Most mothers in both groups reported no jealousy toward their partner regarding the child. Roughly one-third reported a little jealousy, and fewer than 10% reported considerable jealousy. Rates did not differ significantly between family types.
Feeding arrangements were similar across both groups: approximately 40% of birth mothers in both family types breastfed exclusively, while the majority used a combination of breast and bottle feeding.
Editor’s Note: None of the findings reached statistical significance, which indicates that no large or medium differences were found, not as proof that the family types are equivalent on all dimensions of relationship quality.
Limitations: All families were recruited through a single clinic (London Women's Clinic), limiting generalizability. Because the study began when shared biological motherhood was newly available in the UK, only a small number of eligible families existed, limiting recruitment. The wide age range of children (infancy to age 8) made it difficult to control for developmental stage, which can substantially affect how parents experience the relationship. The study measures parental representations of the relationship rather than directly observed parent–child interaction or child-reported experiences. No information is provided about whether children had been told about their conception or the type of donor used (known, anonymous, identity-release). The study’s framing centers on whether shared biological motherhood improves upon donor IVF by offering more “equal” biological connection. This framing implicitly positions biological connection as a goal worth pursuing and may subtly reinforce the idea that non-genetic parenting is a deficit to be compensated for, even while the findings show no differences.

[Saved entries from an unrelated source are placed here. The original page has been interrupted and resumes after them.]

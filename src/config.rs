use std::env;
use thiserror::Error;

const DEFAULT_HOST: &str = "0.0.0.0";
const DEFAULT_PORT: u16 = 8081;
const DEFAULT_DATABASE_URL: &str = "mongodb://localhost:27017/recipes";

#[derive(Debug, Clone, Copy, PartialEq, Eq)]
pub enum StoreBackend {
    MongoDb,
    Memory,
}

#[derive(Debug, Error, PartialEq)]
pub enum ConfigError {
    #[error("PORT must be a number between 0 and 65535, got '{0}'")]
    InvalidPort(String),

    #[error("STORE_BACKEND must be 'mongodb' or 'memory', got '{0}'")]
    UnknownBackend(String),
}

/// Runtime settings, read from the environment (and `.env` via dotenv)
#[derive(Debug, Clone)]
pub struct Config {
    pub host: String,
    pub port: u16,
    pub database_url: String,
    pub store_backend: StoreBackend,
    /// Empty means any origin is allowed
    pub cors_origins: Vec<String>,
}

impl Config {
    pub fn from_env() -> Result<Self, ConfigError> {
        Self::from_lookup(|key| env::var(key).ok())
    }

    fn from_lookup(lookup: impl Fn(&str) -> Option<String>) -> Result<Self, ConfigError> {
        let port = match lookup("PORT") {
            Some(raw) => raw.trim().parse().map_err(|_| ConfigError::InvalidPort(raw))?,
            None => DEFAULT_PORT,
        };

        let store_backend = match lookup("STORE_BACKEND").as_deref().map(str::trim) {
            None | Some("") | Some("mongodb") => StoreBackend::MongoDb,
            Some("memory") => StoreBackend::Memory,
            Some(other) => return Err(ConfigError::UnknownBackend(other.to_string())),
        };

        let cors_origins = lookup("CORS_ORIGINS")
            .map(|raw| {
                raw.split(',')
                    .map(str::trim)
                    .filter(|origin| !origin.is_empty())
                    .map(String::from)
                    .collect()
            })
            .unwrap_or_default();

        Ok(Config {
            host: lookup("HOST").unwrap_or_else(|| DEFAULT_HOST.to_string()),
            port,
            database_url: lookup("DATABASE_URL").unwrap_or_else(|| DEFAULT_DATABASE_URL.to_string()),
            store_backend,
            cors_origins,
        })
    }
}

#[cfg(test)]
mod tests {
    use super::*;
    use std::collections::HashMap;

    fn load(vars: &[(&str, &str)]) -> Result<Config, ConfigError> {
        let vars: HashMap<String, String> = vars
            .iter()
            .map(|(k, v)| (k.to_string(), v.to_string()))
            .collect();
        Config::from_lookup(|key| vars.get(key).cloned())
    }

    #[test]
    fn test_defaults() {
        let config = load(&[]).unwrap();
        assert_eq!(config.host, "0.0.0.0");
        assert_eq!(config.port, 8081);
        assert_eq!(config.database_url, "mongodb://localhost:27017/recipes");
        assert_eq!(config.store_backend, StoreBackend::MongoDb);
        assert!(config.cors_origins.is_empty());
    }

    #[test]
    fn test_overrides() {
        let config = load(&[
            ("PORT", "3002"),
            ("STORE_BACKEND", "memory"),
            ("CORS_ORIGINS", "http://localhost:5173, http://127.0.0.1:5173,"),
        ])
        .unwrap();
        assert_eq!(config.port, 3002);
        assert_eq!(config.store_backend, StoreBackend::Memory);
        assert_eq!(config.cors_origins, vec!["http://localhost:5173", "http://127.0.0.1:5173"]);
    }

    #[test]
    fn test_invalid_values() {
        assert_eq!(load(&[("PORT", "eighty")]).unwrap_err(), ConfigError::InvalidPort("eighty".into()));
        assert_eq!(
            load(&[("STORE_BACKEND", "postgres")]).unwrap_err(),
            ConfigError::UnknownBackend("postgres".into())
        );
    }
}
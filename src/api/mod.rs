pub mod health;
pub mod recipes;
pub mod swagger;
pub mod users;

use actix_web::{error::InternalError, web, HttpResponse, ResponseError};
use std::fmt::{Debug, Display};

use crate::utils::AppError;

/// Registers every route plus extractor error handlers.
/// `/recipes/report` must stay ahead of `/recipes/{id}`.
pub fn configure(cfg: &mut web::ServiceConfig) {
    cfg.app_data(web::JsonConfig::default().error_handler(|err, _req| rejected(err)))
        .app_data(web::QueryConfig::default().error_handler(|err, _req| rejected(err)))
        .route("/health", web::get().to(health::health_check))
        .service(
            web::scope("/users")
                .route("", web::post().to(users::create_user))
                .route("", web::get().to(users::list_users))
                .route("/{id}", web::get().to(users::get_user))
                .route("/{id}", web::put().to(users::update_user))
                .route("/{id}", web::delete().to(users::delete_user)),
        )
        .service(
            web::scope("/recipes")
                .route("", web::get().to(recipes::list_recipes))
                .route("", web::post().to(recipes::create_recipe))
                .route("/report", web::get().to(recipes::recipe_report))
                .route("/{id}", web::get().to(recipes::get_recipe))
                .route("/{id}", web::put().to(recipes::update_recipe))
                .route("/{id}", web::delete().to(recipes::delete_recipe)),
        );
}

/// Logs a failed request and renders the error body.
pub(crate) fn failure(route: &str, e: AppError) -> HttpResponse {
    if e.status_code().is_server_error() {
        log::error!("❌ {} failed: {}", route, e);
    } else {
        log::warn!("⚠️  {} rejected: {}", route, e);
    }
    e.error_response()
}

// Malformed JSON bodies and query strings get the same error shape as the services
fn rejected<E: Debug + Display + 'static>(err: E) -> actix_web::Error {
    let response = AppError::ValidationFailure(err.to_string()).error_response();
    InternalError::from_response(err, response).into()
}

Applications: This study found no differences in mothers' feelings toward their children based on whether shared biological motherhood or donor IVF was used, suggesting that couples can make decisions based on practical, medical, and personal factors. This study offers preliminary reassurance that worries about the non-birth or non-genetic mother feeling left out did not, on average, materialize, though individual variation will surfaces.
Funding Source: Economic and Social Research Council (ESRC), grant number ES/S001611/1
Lead Author: Susan Golombok is Professor Emerita of Family Research and former Director of the Centre for Family Research at the University of Cambridge, where she conducted longitudinal research on the psychological wellbeing of children in lesbian-mother families, gay-father families, and families formed by assisted reproductive technologies including IVF, egg donation, sperm donation, and surrogacy.
Regulatory Context
In the United Kingdom, the Human Fertilisation and Embryology Authority (HFEA) is the independent regulator overseeing fertility treatment and research involving human embryos.
Shared biological motherhood (reciprocal IVF / co-IVF) is legal and regulated in the UK. Under the Human Fertilisation and Embryology Act 1990 (as amended in 2008), both female partners in a same-sex couple can be recognized as legal parents of a child born through licensed fertility treatment, provided both consent. The non-birth mother is recognized as the “second legal parent.” Same-sex female couples have had access to licensed fertility treatment in the UK for many years.
In 2005, the UK changed its law regulating gamete donation from anonymous to identifiable donation. As of October 2023, donor-conceived people conceived on or after April 1, 2005 can access identifying information about their donor at age 18. Children conceived before the 2005 law change do not have the same legal right to identifying information, though a voluntary register (the Donor Conceived Register) exists for pre-2005 donors and donor-conceived individuals who wish to connect.